• _AVAILABLE DATA_
Segment Open

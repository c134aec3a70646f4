// 🗂️ Page Composer - Static dashboard layout
//
// Heading, then two half-width chart sections side by side, then one
// full-width section. Built once per process; never changes afterwards.

use crate::aggregation::{ap_ar_summary, expense_summary, sales_summary};
use crate::charts::{ap_ar_chart, expense_chart, sales_chart, ChartSpec};
use crate::dataset::Dataset;
use crate::render::ChartRenderer;

pub const PAGE_TITLE: &str = "CFO Dashboard";
const HEADING_COLOR: &str = "#2c3e50";

#[derive(Debug, Clone, Copy, PartialEq, Eq)]
pub enum SectionWidth {
    /// Roughly half the page, laid out inline next to its neighbour
    Half,
    /// Its own row across the page
    Full,
}

impl SectionWidth {
    fn style(&self) -> &'static str {
        match self {
            SectionWidth::Half => "width: 48%; display: inline-block; padding: 10px;",
            SectionWidth::Full => "width: 98%; padding: 10px; margin-top: 20px;",
        }
    }
}

#[derive(Debug, Clone, PartialEq)]
pub struct Section {
    pub heading: String,
    pub width: SectionWidth,
    pub chart: ChartSpec,
}

#[derive(Debug, Clone, PartialEq)]
pub struct Page {
    pub title: String,
    pub sections: Vec<Section>,
}

/// Aggregate the ledger and lay out the three dashboard charts
pub fn compose_dashboard(dataset: &Dataset) -> Page {
    let records = dataset.records();

    let sections = vec![
        Section {
            heading: "Expense Summary".to_string(),
            width: SectionWidth::Half,
            chart: expense_chart(&expense_summary(records)),
        },
        Section {
            heading: "Sales Summary".to_string(),
            width: SectionWidth::Half,
            chart: sales_chart(&sales_summary(records)),
        },
        Section {
            heading: "AP and AR Aging Summary".to_string(),
            width: SectionWidth::Full,
            chart: ap_ar_chart(&ap_ar_summary(records)),
        },
    ];

    tracing::debug!(sections = sections.len(), "dashboard page composed");

    Page {
        title: PAGE_TITLE.to_string(),
        sections,
    }
}

impl Page {
    /// Full HTML document with one chart region per section
    pub fn render(&self, renderer: &dyn ChartRenderer) -> String {
        let title = escape_html(&self.title);

        let mut html = String::new();
        html.push_str("<!DOCTYPE html>\n<html lang=\"en\">\n<head>\n");
        html.push_str("<meta charset=\"utf-8\">\n");
        html.push_str("<meta name=\"viewport\" content=\"width=device-width, initial-scale=1\">\n");
        html.push_str(&format!("<title>{}</title>\n", title));
        html.push_str(&renderer.head_tags());
        html.push_str("\n</head>\n<body style=\"font-family: sans-serif;\">\n");
        html.push_str(&format!(
            "<h1 style=\"text-align: center; color: {};\">{}</h1>\n",
            HEADING_COLOR, title
        ));

        for section in &self.sections {
            html.push_str(&format!(
                "<div class=\"dashboard-section\" style=\"{}\">\n  <h3>{}</h3>\n  <div class=\"chart-region\" data-chart=\"{}\"><canvas id=\"{}\"></canvas></div>\n</div>\n",
                section.width.style(),
                escape_html(&section.heading),
                escape_html(&section.chart.id),
                escape_html(&section.chart.id),
            ));
        }

        html.push_str("<script>\n");
        let setup = renderer.setup_script();
        if !setup.is_empty() {
            html.push_str(&setup);
            html.push('\n');
        }
        for section in &self.sections {
            html.push_str(&renderer.chart_script(&section.chart));
            html.push('\n');
        }
        html.push_str("</script>\n</body>\n</html>\n");

        html
    }
}

pub fn escape_html(text: &str) -> String {
    let mut escaped = String::with_capacity(text.len());
    for c in text.chars() {
        match c {
            '&' => escaped.push_str("&amp;"),
            '<' => escaped.push_str("&lt;"),
            '>' => escaped.push_str("&gt;"),
            '"' => escaped.push_str("&quot;"),
            '\'' => escaped.push_str("&#39;"),
            _ => escaped.push(c),
        }
    }
    escaped
}

#[cfg(test)]
mod tests {
    use super::*;
    use crate::render::ChartJsRenderer;

    #[test]
    fn test_layout_is_two_halves_then_full_width() {
        let page = compose_dashboard(&Dataset::generate_random());

        let layout: Vec<(&str, SectionWidth)> = page
            .sections
            .iter()
            .map(|s| (s.heading.as_str(), s.width))
            .collect();

        assert_eq!(
            layout,
            vec![
                ("Expense Summary", SectionWidth::Half),
                ("Sales Summary", SectionWidth::Half),
                ("AP and AR Aging Summary", SectionWidth::Full),
            ]
        );
        assert_eq!(page.sections[0].chart.id, "expense-chart");
        assert_eq!(page.sections[1].chart.id, "sales-chart");
        assert_eq!(page.sections[2].chart.id, "ap-ar-chart");
    }

    #[test]
    fn test_rendered_page_has_three_chart_regions() {
        for _ in 0..5 {
            let html = compose_dashboard(&Dataset::generate_random()).render(&ChartJsRenderer);

            assert_eq!(html.matches("class=\"chart-region\"").count(), 3);
            assert_eq!(html.matches("new Chart(").count(), 3);
            assert!(html.contains("<h1 style=\"text-align: center; color: #2c3e50;\">CFO Dashboard</h1>"));
            assert!(html.contains("<h3>Expense Summary</h3>"));
            assert!(html.contains("<h3>Sales Summary</h3>"));
            assert!(html.contains("<h3>AP and AR Aging Summary</h3>"));
        }

        println!("✅ Page rendering test PASSED");
    }

    #[test]
    fn test_escape_html() {
        assert_eq!(escape_html("AP & AR <\"x\">"), "AP &amp; AR &lt;&quot;x&quot;&gt;");
        assert_eq!(escape_html("Amount ($)"), "Amount ($)");
    }
}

Segment Closed

• _TASK OBJECTIVE_
Show me each line of the listing above with "count" in it.

• _FINAL ANSWER_
            assert_eq!(html.matches("class=\"chart-region\"").count(), 3);
            assert_eq!(html.matches("new Chart(").count(), 3);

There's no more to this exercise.